Trotz jüngster Gesetzesreformen, mit denen die Anwendung der Todesstrafe für Personen eingeschränkt werden soll, die zum Zeitpunkt ihrer mutmasslichen Straftat noch Kinder, d.h. unter 18 Jahre alt waren, droht sieben jungen Männern, von denen einige zum Zeitpunkt ihrer mutmasslichen Straftaten erst 12 Jahre alt waren, weiterhin die Hinrichtung. Vier von ihnen wurden erst kürzlich in einer Neuverhandlung erneut zum Tode verurteilt. Die Verhängung der Todesstrafe gegen Personen, die zum Zeitpunkt des ihnen vorgeworfenen Verbrechens unter 18 Jahre alt waren, ist nach internationalen Menschenrechtsnormen – einschliesslich des Übereinkommens über die Rechte des Kindes, das von Saudi-Arabien ratifiziert wurde – streng verboten.

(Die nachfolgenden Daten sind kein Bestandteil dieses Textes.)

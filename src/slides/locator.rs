/*!
 * Text locator.
 *
 * Walks slides in order, shapes in z-order within a slide, and emits one unit per
 * paragraph with visible text: text-frame paragraphs in order for plain shapes,
 * (row, column, paragraph) order for tables. The emission order is the only link
 * between a unit and the translation written back later.
 */

use log::{debug, trace};

use super::hyperlink::{has_hyperlink, log_skipped};
use super::{LocatedText, Location, TextUnit};
use crate::deck::{Paragraph, Presentation, Relationships, ShapeKind};

/// Collect every translatable paragraph of the presentation
pub fn locate_text_units(presentation: &Presentation) -> LocatedText {
    let mut located = LocatedText::default();

    for (slide_index, slide) in presentation.slides().iter().enumerate() {
        let relationships = slide.relationships();
        for (shape_index, shape) in slide.shapes().iter().enumerate() {
            match shape.kind() {
                ShapeKind::PlainText(frame) => {
                    if frame.text().trim().is_empty() {
                        continue;
                    }
                    for (paragraph_index, paragraph) in frame.paragraphs().iter().enumerate() {
                        let location = Location::Paragraph {
                            slide: slide_index,
                            shape: shape_index,
                            paragraph: paragraph_index,
                        };
                        if let Some(unit) = eligible_unit(paragraph, relationships, location) {
                            located.push(unit);
                        }
                    }
                }
                ShapeKind::Table(table) => {
                    for (row_index, row) in table.rows().iter().enumerate() {
                        for (column_index, cell) in row.iter().enumerate() {
                            if cell.text().trim().is_empty() {
                                continue;
                            }
                            for (paragraph_index, paragraph) in cell.paragraphs().iter().enumerate() {
                                let location = Location::TableCell {
                                    slide: slide_index,
                                    shape: shape_index,
                                    row: row_index,
                                    column: column_index,
                                    paragraph: paragraph_index,
                                };
                                if let Some(unit) = eligible_unit(paragraph, relationships, location) {
                                    located.push(unit);
                                }
                            }
                        }
                    }
                }
                ShapeKind::Other => {
                    trace!("Slide {} shape {} has no text", slide_index, shape_index);
                }
            }
        }
    }

    debug!("Located {} text units", located.len());
    located
}

fn eligible_unit(
    paragraph: &Paragraph<'_>,
    relationships: &Relationships,
    location: Location,
) -> Option<TextUnit> {
    let text = paragraph.text();
    let content = text.trim();
    if content.is_empty() {
        return None;
    }
    if has_hyperlink(paragraph, relationships) {
        log_skipped(content);
        return None;
    }
    Some(TextUnit {
        content: content.to_string(),
        location,
    })
}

«Die Todesstrafe ist die grausamste, unmenschlichste und erniedrigendste aller Strafen, die unter keinen Umständen angewendet werden sollte. Neben der sofortigen Einführung eines Hinrichtungsmoratoriums bis zur vollständigen Abschaffung der Todesstrafe müssen die saudi-arabischen Behörden auch die nationalen Gesetze ändern, um die Todesstrafe abzuschaffen und alle Todesurteile umzuwandeln», sagte Kristine Beckerle.

«Saudi-Arabiens Verbündete in der internationalen Gemeinschaft müssen dringend Druck auf die Behörden ausüben, damit sie ihre Hinrichtungsorgie stoppen und ihre internationalen Menschenrechtsverpflichtungen einhalten.»